An excerpt from Rinkya’s On Top With Occupied Japan Collectibles
Occupied Japan was a short-lived country, it existed in a small window of time between the end of World War II and the implementation of the San Francisco Peace treaty on April 28, 1952 when sovereignty was returned to the Japanese people. In practice it was a military occupation under General Douglas MacArthur from 1945 through 1951, and briefly, in transition, under General Matthew Ridgeway.
Today, over half a century has past, and “occupied Japan” has become the most searched for and desirable mark for collectibles in the world. Both Kovel, the premier American collectible search site, and Rinkya, the leading Japanese buying service, worldwide have found that goods such as pottery, porcelain, toys and even clocks produced in Japan during the occupation are the leading collectible goods category this year.
“The level of craftsmanship in many fields in occupied Japan was fantastic,” says Rinkya CEO Heather Russell. “Artisans who had been soldiers returned to their crafts with a seemingly greater understanding of the world, and created motifs that continue to influence both arts and crafts today.
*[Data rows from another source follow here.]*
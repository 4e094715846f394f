//! Plain-text rendering of the usage board.
//!
//! Produces the aligned table shown by `watch` and `fetch`. Column widths
//! follow the widest cell, measured in display width so wide display names
//! keep the table straight.

use crate::usage::types::{format_countdown, BoardEntry, FetchStatus, UsageBoard};
use chrono::{DateTime, Utc};
use unicode_width::UnicodeWidthStr;

const HEADER: [&str; 9] = [
    "ACCOUNT",
    "USED",
    "PRED",
    "FULL IN",
    "RESETS IN",
    "WINDOW",
    "WEEKLY",
    "AGE",
    "STATUS",
];

const ERROR_PREVIEW_CHARS: usize = 40;

/// Header plus one aligned row per entry.
pub fn render_table(board: &UsageBoard, now: DateTime<Utc>) -> Vec<String> {
    let rows: Vec<Vec<String>> = board.entries.iter().map(|e| entry_cells(e, now)).collect();

    let mut widths: Vec<usize> = HEADER.iter().map(|h| UnicodeWidthStr::width(*h)).collect();
    for row in &rows {
        for (i, cell) in row.iter().enumerate() {
            widths[i] = widths[i].max(UnicodeWidthStr::width(cell.as_str()));
        }
    }

    let header: Vec<String> = HEADER.iter().map(|h| (*h).to_string()).collect();
    let mut lines = vec![format_row(&header, &widths)];
    for row in &rows {
        lines.push(format_row(row, &widths));
    }
    lines
}

/// Full screen for `watch`: title, table, and key hints.
pub fn render_screen(board: &UsageBoard, now: DateTime<Utc>) -> Vec<String> {
    let mut lines = Vec::new();

    let mut title = format!("quota-watch  {}", board.updated_at.format("%H:%M:%S"));
    if board.paused {
        title.push_str("  [paused]");
    }
    lines.push(title);
    lines.push(String::new());

    if board.entries.is_empty() {
        lines.push("No accounts tracked. Add one with `quota-watch accounts add`.".to_string());
    } else {
        lines.extend(render_table(board, now));
    }

    lines.push(String::new());
    lines.push("[q] quit  [p] pause/resume  [r] refresh now".to_string());
    lines
}

fn entry_cells(entry: &BoardEntry, now: DateTime<Utc>) -> Vec<String> {
    let state = &entry.state;

    let used = if state.fetched_at.is_some() {
        format!("{}%", state.percent)
    } else {
        "-".to_string()
    };

    vec![
        entry.label.clone(),
        used,
        opt_percent(state.predicted_percent),
        opt_countdown(state.time_to_full),
        opt_countdown(state.reset_at.and_then(|t| t.duration_from(now))),
        opt_percent(state.reset_progress_percent),
        opt_percent(state.weekly_percent),
        format_age(state.fetched_at, now),
        status_cell(&state.status),
    ]
}

fn opt_percent(value: Option<u8>) -> String {
    value
        .map(|p| format!("{}%", p))
        .unwrap_or_else(|| "-".to_string())
}

fn opt_countdown(duration: Option<std::time::Duration>) -> String {
    match duration {
        Some(d) => format_countdown(Some(d)),
        None => "-".to_string(),
    }
}

fn format_age(fetched_at: Option<DateTime<Utc>>, now: DateTime<Utc>) -> String {
    let Some(at) = fetched_at else {
        return "-".to_string();
    };
    let secs = (now - at).num_seconds().max(0);
    if secs < 60 {
        format!("{}s", secs)
    } else if secs < 3600 {
        format!("{}m", secs / 60)
    } else {
        format!("{}h", secs / 3600)
    }
}

fn status_cell(status: &FetchStatus) -> String {
    match status {
        FetchStatus::Loading => "loading".to_string(),
        FetchStatus::Success => "ok".to_string(),
        FetchStatus::Error(message) => {
            let mut preview: String = message.chars().take(ERROR_PREVIEW_CHARS).collect();
            if message.chars().count() > ERROR_PREVIEW_CHARS {
                preview.push_str("...");
            }
            preview
        }
    }
}

/// First column left-aligned and the last ragged; numeric columns right-aligned.
fn format_row(cells: &[String], widths: &[usize]) -> String {
    let last = cells.len() - 1;
    let mut parts = Vec::with_capacity(cells.len());
    for (i, cell) in cells.iter().enumerate() {
        if i == 0 {
            parts.push(pad_right(cell, widths[i]));
        } else if i == last {
            parts.push(cell.clone());
        } else {
            parts.push(pad_left(cell, widths[i]));
        }
    }
    parts.join("  ").trim_end().to_string()
}

fn pad_right(text: &str, width: usize) -> String {
    let fill = width.saturating_sub(UnicodeWidthStr::width(text));
    format!("{}{}", text, " ".repeat(fill))
}

fn pad_left(text: &str, width: usize) -> String {
    let fill = width.saturating_sub(UnicodeWidthStr::width(text));
    format!("{}{}", " ".repeat(fill), text)
}
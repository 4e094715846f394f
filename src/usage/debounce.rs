//! Change batching for poll cycles.
//!
//! A poll cycle touches every tracked account; consumers want one "state
//! changed" signal per cycle, not one per account. `ChangeBatcher` tracks
//! which accounts the open cycle is still waiting on. The tracker owns the
//! wall-clock deadline and routes its expiry back in with the cycle's
//! generation, so a deadline from a superseded cycle is recognized as stale
//! and ignored.

use super::types::AccountId;
use std::collections::HashSet;

/// Pure bookkeeping for the debounced per-cycle flush.
///
/// At most one cycle is active at a time; starting a new one supersedes the
/// old. Every path that ends a cycle reports `true` exactly once, which is
/// the caller's cue to emit the external signal.
pub struct ChangeBatcher {
    pending: HashSet<AccountId>,
    completed: HashSet<AccountId>,
    generation: u64,
    active: bool,
}

impl ChangeBatcher {
    pub fn new() -> Self {
        Self {
            pending: HashSet::new(),
            completed: HashSet::new(),
            generation: 0,
            active: false,
        }
    }

    /// Starts a new cycle over `ids`, superseding any open cycle.
    ///
    /// Returns the new cycle's generation for deadline arming, or None when
    /// there is nothing to wait on and the caller should flush immediately.
    pub fn begin(&mut self, ids: impl IntoIterator<Item = AccountId>) -> Option<u64> {
        self.generation += 1;
        self.pending = ids.into_iter().collect();
        self.completed.clear();

        if self.pending.is_empty() {
            self.active = false;
            return None;
        }

        self.active = true;
        Some(self.generation)
    }

    /// Records that an account's fetch or local refresh finished.
    ///
    /// Returns true when this completion closed the cycle.
    pub fn mark_complete(&mut self, id: &AccountId) -> bool {
        if !self.active {
            return false;
        }
        self.completed.insert(id.clone());
        self.settle()
    }

    /// Deadline expiry for the cycle with this generation.
    ///
    /// Stale generations (superseded or already flushed cycles) are ignored.
    /// A live one flushes unconditionally so a hung fetch cannot block the
    /// signal forever.
    pub fn expire(&mut self, generation: u64) -> bool {
        if !self.active || generation != self.generation {
            return false;
        }
        self.finish();
        true
    }

    /// Drops an account from the open cycle, as on unregister.
    ///
    /// Returns true when the cycle had been waiting only on this account.
    pub fn remove(&mut self, id: &AccountId) -> bool {
        if !self.active {
            return false;
        }
        self.pending.remove(id);
        self.completed.remove(id);
        self.settle()
    }

    pub fn is_active(&self) -> bool {
        self.active
    }

    fn settle(&mut self) -> bool {
        let done = self.pending.iter().all(|id| self.completed.contains(id));
        if done {
            self.finish();
        }
        done
    }

    fn finish(&mut self) {
        self.pending.clear();
        self.completed.clear();
        self.active = false;
    }
}

impl Default for ChangeBatcher {
    fn default() -> Self {
        Self::new()
    }
}

#[cfg(test)]
mod tests {
    use super::*;

    fn id(s: &str) -> AccountId {
        AccountId::new(s)
    }

    #[test]
    fn test_begin_empty_flushes_immediately() {
        let mut batcher = ChangeBatcher::new();
        assert_eq!(batcher.begin([]), None);
        assert!(!batcher.is_active());
    }

    #[test]
    fn test_flush_after_all_complete() {
        let mut batcher = ChangeBatcher::new();
        batcher.begin([id("a"), id("b"), id("c")]);

        assert!(!batcher.mark_complete(&id("a")));
        assert!(!batcher.mark_complete(&id("b")));
        assert!(batcher.mark_complete(&id("c")));
        assert!(!batcher.is_active());
    }

    #[test]
    fn test_flush_exactly_once() {
        let mut batcher = ChangeBatcher::new();
        batcher.begin([id("a")]);

        assert!(batcher.mark_complete(&id("a")));
        // Nothing after the flush re-triggers it
        assert!(!batcher.mark_complete(&id("a")));
        assert!(!batcher.expire(1));
    }

    #[test]
    fn test_completion_order_irrelevant() {
        let mut batcher = ChangeBatcher::new();
        batcher.begin([id("a"), id("b")]);

        assert!(!batcher.mark_complete(&id("b")));
        assert!(batcher.mark_complete(&id("a")));
    }

    #[test]
    fn test_duplicate_completion_ignored() {
        let mut batcher = ChangeBatcher::new();
        batcher.begin([id("a"), id("b")]);

        assert!(!batcher.mark_complete(&id("a")));
        assert!(!batcher.mark_complete(&id("a")));
        assert!(batcher.mark_complete(&id("b")));
    }

    #[test]
    fn test_unknown_completion_does_not_close_cycle() {
        let mut batcher = ChangeBatcher::new();
        batcher.begin([id("a")]);

        assert!(!batcher.mark_complete(&id("zombie")));
        assert!(batcher.mark_complete(&id("a")));
    }

    #[test]
    fn test_expire_flushes_live_cycle() {
        let mut batcher = ChangeBatcher::new();
        let generation = batcher.begin([id("a"), id("b")]).unwrap();

        batcher.mark_complete(&id("a"));
        assert!(batcher.expire(generation));
        assert!(!batcher.is_active());
    }

    #[test]
    fn test_expire_stale_generation_ignored() {
        let mut batcher = ChangeBatcher::new();
        let first = batcher.begin([id("a")]).unwrap();
        let second = batcher.begin([id("a"), id("b")]).unwrap();
        assert_ne!(first, second);

        // The superseded cycle's deadline fires late
        assert!(!batcher.expire(first));
        assert!(batcher.is_active());

        assert!(batcher.expire(second));
    }

    #[test]
    fn test_expire_when_idle_ignored() {
        let mut batcher = ChangeBatcher::new();
        assert!(!batcher.expire(0));
        assert!(!batcher.expire(7));
    }

    #[test]
    fn test_new_cycle_supersedes_progress() {
        let mut batcher = ChangeBatcher::new();
        batcher.begin([id("a"), id("b")]);
        batcher.mark_complete(&id("a"));

        // New cycle re-captures both; the old completion no longer counts
        batcher.begin([id("a"), id("b")]);
        assert!(!batcher.mark_complete(&id("b")));
        assert!(batcher.mark_complete(&id("a")));
    }

    #[test]
    fn test_remove_last_pending_flushes() {
        let mut batcher = ChangeBatcher::new();
        batcher.begin([id("a"), id("b")]);

        batcher.mark_complete(&id("a"));
        assert!(batcher.remove(&id("b")));
        assert!(!batcher.is_active());
    }

    #[test]
    fn test_remove_only_account_flushes() {
        let mut batcher = ChangeBatcher::new();
        batcher.begin([id("a")]);
        assert!(batcher.remove(&id("a")));
    }

    #[test]
    fn test_remove_with_others_outstanding() {
        let mut batcher = ChangeBatcher::new();
        batcher.begin([id("a"), id("b"), id("c")]);

        assert!(!batcher.remove(&id("b")));
        batcher.mark_complete(&id("a"));
        assert!(batcher.mark_complete(&id("c")));
    }

    #[test]
    fn test_remove_when_idle_ignored() {
        let mut batcher = ChangeBatcher::new();
        assert!(!batcher.remove(&id("a")));
    }

    #[test]
    fn test_generations_increment_per_cycle() {
        let mut batcher = ChangeBatcher::new();
        let g1 = batcher.begin([id("a")]).unwrap();
        batcher.mark_complete(&id("a"));
        let g2 = batcher.begin([id("a")]).unwrap();
        assert!(g2 > g1);
    }
}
What had been a relatively enclosed society was suddenly open to the rest of the world and the explosion of creativity fostered by that may be one of the most important, though unrecognized, artistic movements of the twentieth century.
“That initial creativity would follow Japan through the rest of the century, taking it from a defeated, occupied country to the world’s second largest national economy. In the fields of art and collectibles, the door that was first opened under the Occupation would have ramifications across all of the arts
“At Rinkya what we have noticed is that goods from the Occupation era, well up into the early sixties show a creativity and energy that has made them highly desirable collectibles on several levels and in several fields.
“The actual marks, “Occupied Japan” and “Made in Occupied Japan” were initiated to help open Japanese goods to the rest of the world . The success of that strategy is evident today in Japan’s position as one of the world’s premier trading powers. However, even goods produced for the Japanese market during the Occupation exhibit the creativity and innovation of that period.